Come certamente ricordano i miei 11 lettori, ho scritto in “A proposito di pensioni” che “Anche l’ufficio è noioso”. Lo dicevo così, a naso.
Poi lunedì 2 febbraio 2004 molti quotidiani, persino Leggo, che ti regalano in Metro, riportavano un’inchiesta della rivista Riza Psicosomatica (credo sia la moglie di Eta Beta, il pard di Topolino) su 898 persone, tra i 18 e i 65 anni. Ebbene 63 impiegati su 100, in ufficio, sono infelici. Tra questi le donne (56%) sono più numerose degli uomini (44%). Gli infelici hanno un grado d’istruzione alto, abitano prevalentemente in una metropoli, spesso sono senza figli. E come reagiscono ? Il 29% fa di tutto per non pensarci. Come gli struzzi!

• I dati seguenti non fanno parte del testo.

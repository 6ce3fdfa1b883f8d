pub mod devices;
pub mod objects;
pub mod stacks;
pub mod templates;
pub mod views;

use axum::{
    extract::State,
    http::StatusCode,
    response::{IntoResponse, Response},
    Json,
};
use serde::Serialize;
use std::sync::Arc;

use crate::engine::EngineError;
use crate::models::Snapshot;
use crate::AppState;

/// Error response - `{"error": "message"}`
#[derive(Serialize)]
pub struct ErrorResponse {
    pub error: String,
}

impl ErrorResponse {
    pub fn new(error: impl Into<String>) -> Self {
        Self {
            error: error.into(),
        }
    }
}

/// API error type
#[derive(Debug)]
pub struct ApiError {
    status: StatusCode,
    message: String,
}

impl ApiError {
    pub fn bad_request(msg: impl Into<String>) -> Self {
        Self {
            status: StatusCode::BAD_REQUEST,
            message: msg.into(),
        }
    }

    pub fn not_found(resource: &str) -> Self {
        Self {
            status: StatusCode::NOT_FOUND,
            message: format!("{} not found", resource),
        }
    }

    pub fn conflict(msg: impl Into<String>) -> Self {
        Self {
            status: StatusCode::CONFLICT,
            message: msg.into(),
        }
    }

    pub fn forbidden(msg: impl Into<String>) -> Self {
        Self {
            status: StatusCode::FORBIDDEN,
            message: msg.into(),
        }
    }
}

impl IntoResponse for ApiError {
    fn into_response(self) -> Response {
        (self.status, Json(ErrorResponse::new(self.message))).into_response()
    }
}

impl From<EngineError> for ApiError {
    fn from(err: EngineError) -> Self {
        let message = err.to_string();
        match err {
            EngineError::NotFound { .. } => Self {
                status: StatusCode::NOT_FOUND,
                message,
            },
            EngineError::DuplicateVariable { .. } | EngineError::Conflict(_) => Self::conflict(message),
            EngineError::ReadOnly { .. } => Self::forbidden(message),
            _ => Self::bad_request(message),
        }
    }
}

/// Response helper: return 201 Created with JSON body
pub fn created<T: Serialize>(item: T) -> (StatusCode, Json<T>) {
    (StatusCode::CREATED, Json(item))
}

/// Healthcheck endpoint - returns 200 OK with status
pub async fn healthcheck() -> Json<serde_json::Value> {
    Json(serde_json::json!({
        "status": "ok",
        "service": "template-stacks",
        "timestamp": chrono::Utc::now().to_rfc3339(),
    }))
}

/// The whole current snapshot
pub async fn get_snapshot(State(state): State<Arc<AppState>>) -> Json<Snapshot> {
    let snapshot = state.store.snapshot().await;
    Json(Snapshot::clone(&snapshot))
}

Ma non volevano tutti fare l’impiegato ? Non era il sogno dell’operaio per suo figlio? L’operaio si sbaglia, come tutti quelli che pensano che il miglioramento nasca dal cambiamento esterno. Molti hanno cambiato casa, per essere felici; ne conosco alcuni: ci sono riusciti ? Altri hanno cambiato moglie, per essere felici: ce l’hanno fatta? L’operaio pensava che i colletti bianchi lavorassero con più gusto di lui, nel pulito degli uffici invece che nello sporco dell’officina. Così ha fatto studiare i figli, che adesso sono infelici non in officina, come i papà, ma in ufficio: è stato un guadagno?
La mia nonna diceva: “La cattiva lavandaia non trova mai la pietra adatta per lavare”. Non è quel che si fa, né dove lo si fa che fa la differenza, ma perché e per chi lo sa fa. La negazione della domanda sul perché porta ad errori clamorosi. Tutta la nostra cultura si fonda su questa negazione, su questa censura. Gran parte dell’educazione si occupa della morale e non del senso: pensate al tema dell’educazione alla legalità a scuola, Anche l’educazione impartita dai preti sembra che voglia rispondere alla domanda: “ Come si fa ad essere buoni?”, non alla domanda: ” C’è un uomo che cerca la vita e vuol essere felice?”
E, per continuare con i dati dell’inchiesta, gli impiegati sono più infelici delle casalinghe, dei pensionati e persino dei disoccupati.
Vediamo un po’: ma le donne non vanno a lavorare per realizzarsi, secondo la mitologia corrente? Chi tralascia il lavoro per i figli non è una povera cretina, secondo l’opinione dominante, schiava della famiglia? Tutte frottole: le casalinghe sono più felici delle impiegate.
E i pensionati ? Certo che sono più felici degli impiegati, alla faccia delle scemenze che si scrivono sui poveri pensionati! Non lavorano. Proprio come scrivevo io: la felicità è non lavorare più!
I disoccupati, poi, sono meno infelici degli impiegati. E questo è il colmo! Non avere lavoro non è la massima disgrazia? Nooooooo! Ve lo avevo scritto, ma non ci avete creduto: la disgrazia è il lavoro.
Ecco perché nessuno loda il Cavaliere, sotto il cui governo l’occupazione ha raggiunto in Italia il massimo assoluto. Non lo lodano perché far lavorare è una colpa, non un merito.
Lo confesso: l’inchiesta costringe anche me a cambiare. Devo dismettere, come una centrale nucleare obsoleta, lo slogan: “C’è di peggio che lavorare troppo; ed è non lavorare per niente” che propino ai miei ragazzi a scuola. Noooo! Non lavorare è il massimo della libidine.
Ma noi, che siamo cristiani, la pensiamo così ? Oppure gli intervistatori hanno beccato 898 pagani?

Non vale la pena di mettere il lavoro al centro di un dialogo?